A dedicated server is cost prohibitive or at least border line prohibitive.

apache webdav does what I need but web-dav clients aren’t reliable enough. I would be swamped with support tickets.

The Next Cloud client doesn’t do exactly what I need, so I would have to make some edits. I wanted to know a shared host could handle it before I start creating my add on.

I have an existing site that is similar. It has 500 active users over 15 minutes on a shared host. There is NOT DAV or Next Cloud - everything just goes through PHP and the browser. It doesn’t have resource problems. I just don’t know the shared host would handle it with growing traffic plus added overhead of Next Cloud.

Maybe a better way to phrase the question is how does Next Cloud compare to something like WordPress or Joomla or similar, as far as server resources?

And how do these https://nextcloud.com/providers/ compare to traditional shared host performace?

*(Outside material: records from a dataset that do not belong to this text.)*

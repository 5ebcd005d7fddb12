use async_trait::async_trait;
use std::path::Path;
use std::time::Duration;
use tracing::{error, info};

use crate::command::ExternalCommand;
use crate::config::MediaConfig;
use crate::error::{Result, VotdubError};

/// Main trait for muxing operations
#[async_trait]
pub trait MuxerTrait: Send + Sync {
    /// Combine the original video with the translated audio track into
    /// `output_path`. Returns false on failure; never panics or errors.
    async fn mux(&self, video_path: &Path, audio_path: &Path, output_path: &Path) -> bool;

    /// Check if the media processor is available
    async fn check_availability(&self) -> Result<()>;
}

/// Builder for mux commands (ffmpeg argument surface)
pub struct MuxCommand {
    inner: ExternalCommand,
}

impl MuxCommand {
    pub fn new<S1: Into<String>, S2: Into<String>>(binary_path: S1, description: S2) -> Self {
        Self {
            inner: ExternalCommand::new(binary_path, description),
        }
    }

    /// Force overwrite output
    pub fn overwrite(self) -> Self {
        self.arg("-y")
    }

    /// Add input file
    pub fn input<P: AsRef<Path>>(self, path: P) -> Self {
        self.arg("-i").arg(path.as_ref().to_string_lossy().to_string())
    }

    /// Add complex filter graph
    pub fn filter_complex<S: Into<String>>(self, graph: S) -> Self {
        self.arg("-filter_complex").arg(graph)
    }

    /// Map a stream into the output
    pub fn map<S: Into<String>>(self, selector: S) -> Self {
        self.arg("-map").arg(selector)
    }

    /// Set video codec
    pub fn video_codec<S: Into<String>>(self, codec: S) -> Self {
        self.arg("-c:v").arg(codec)
    }

    /// Copy video stream without re-encoding
    pub fn copy_video(self) -> Self {
        self.video_codec("copy")
    }

    /// Set audio codec
    pub fn audio_codec<S: Into<String>>(self, codec: S) -> Self {
        self.arg("-c:a").arg(codec)
    }

    /// Set audio bitrate
    pub fn audio_bitrate<S: Into<String>>(self, bitrate: S) -> Self {
        self.arg("-b:a").arg(bitrate)
    }

    /// Add output file
    pub fn output<P: AsRef<Path>>(self, path: P) -> Self {
        self.arg(path.as_ref().to_string_lossy().to_string())
    }

    fn arg<S: Into<String>>(mut self, arg: S) -> Self {
        self.inner = self.inner.arg(arg);
        self
    }

    pub fn into_command(self) -> ExternalCommand {
        self.inner
    }
}

/// Filter graph mixing the attenuated original track with the translated
/// track at full level, duration pinned to the longest input.
pub fn voiceover_filter_graph(original_volume: f64) -> String {
    format!(
        "[0:a]volume={}[a1];[a1][1:a]amix=inputs=2:duration=longest[a_out]",
        original_volume
    )
}

/// Concrete implementation of the muxer (ffmpeg based)
pub struct FfmpegMuxer {
    config: MediaConfig,
    timeout: Duration,
}

impl FfmpegMuxer {
    pub fn new(config: MediaConfig, timeout: Duration) -> Self {
        Self { config, timeout }
    }

    /// Build the voice-over mux command for the given inputs
    pub fn build_mux_command(
        &self,
        video_path: &Path,
        audio_path: &Path,
        output_path: &Path,
    ) -> ExternalCommand {
        MuxCommand::new(&self.config.binary_path, "Voice-over mux")
            .overwrite()
            .input(video_path)
            .input(audio_path)
            .filter_complex(voiceover_filter_graph(self.config.original_volume))
            .map("0:v")
            .map("[a_out]")
            .copy_video()
            .audio_codec(&self.config.audio_codec)
            .audio_bitrate(&self.config.audio_bitrate)
            .output(output_path)
            .into_command()
    }
}

#[async_trait]
impl MuxerTrait for FfmpegMuxer {
    async fn mux(&self, video_path: &Path, audio_path: &Path, output_path: &Path) -> bool {
        info!(
            "Muxing {} + {} -> {}",
            video_path.display(),
            audio_path.display(),
            output_path.display()
        );

        let command = self.build_mux_command(video_path, audio_path, output_path);
        let outcome = command.run(self.timeout).await;

        if !outcome.success {
            error!("Failed to mux video and audio: {}", outcome.output);
            return false;
        }

        info!("Mux completed successfully");
        true
    }

    async fn check_availability(&self) -> Result<()> {
        let outcome = ExternalCommand::new(&self.config.binary_path, "Version check")
            .arg("-version")
            .run(self.timeout)
            .await;

        if outcome.success {
            info!("Media processor is available");
            Ok(())
        } else {
            Err(VotdubError::Media(format!(
                "Media processor not available: {}",
                outcome.output
            )))
        }
    }
}

/// Factory for creating muxer instances
pub struct MuxerFactory;

impl MuxerFactory {
    /// Create the default muxer implementation (ffmpeg based)
    pub fn create_muxer(config: MediaConfig, timeout: Duration) -> Box<dyn MuxerTrait> {
        Box::new(FfmpegMuxer::new(config, timeout))
    }
}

@henre Ahh I see! :slight_smile:

I’m hosting Nextcloud on my home server:

  • 20 TB storage

  • 12 HT-core i7 3930k

  • 64GB ram

  • 1000/1000 mbit/s connection

Shared host is not a fix definition, they run a lot of different environments, so it really depends on the provider. For your usage, it would be good to have a server that supports APCU and redis for caching. If no one can give you specific numbers which can be related to your use case, you could set up a virtual server at your place, make an install and simulate the 1000 downloads in 15 min and check the load. I had a test setup where I did some upload tests, perhaps I can do it the other way round as well. Would just need to create this number of users. Are you authenticating against LDAP?

It would be great if you could run that test. Thank you.

No LDAP. Authenticate against a SQL DB or OpenID.

I just checked and I can’t use the old test session any more. I would need to set up a new one. Such tests would only help you, if you want to know how to scale your virtual or dedicated server. For conclusions on webhosting packages, their environments are too diverse to make any conclusions. You can probably do this tests yourself. Just set up a small Linux image of your favorite distribution and then install Nextcloud. First in the standard settings. Then you can perhaps improve by using nginx instead of apache, tune your database, perhaps put everything into RAMdisk, … It depends how far you want to go.

If you want to distribute a lot of data at very little cost, did you consider using syncthing?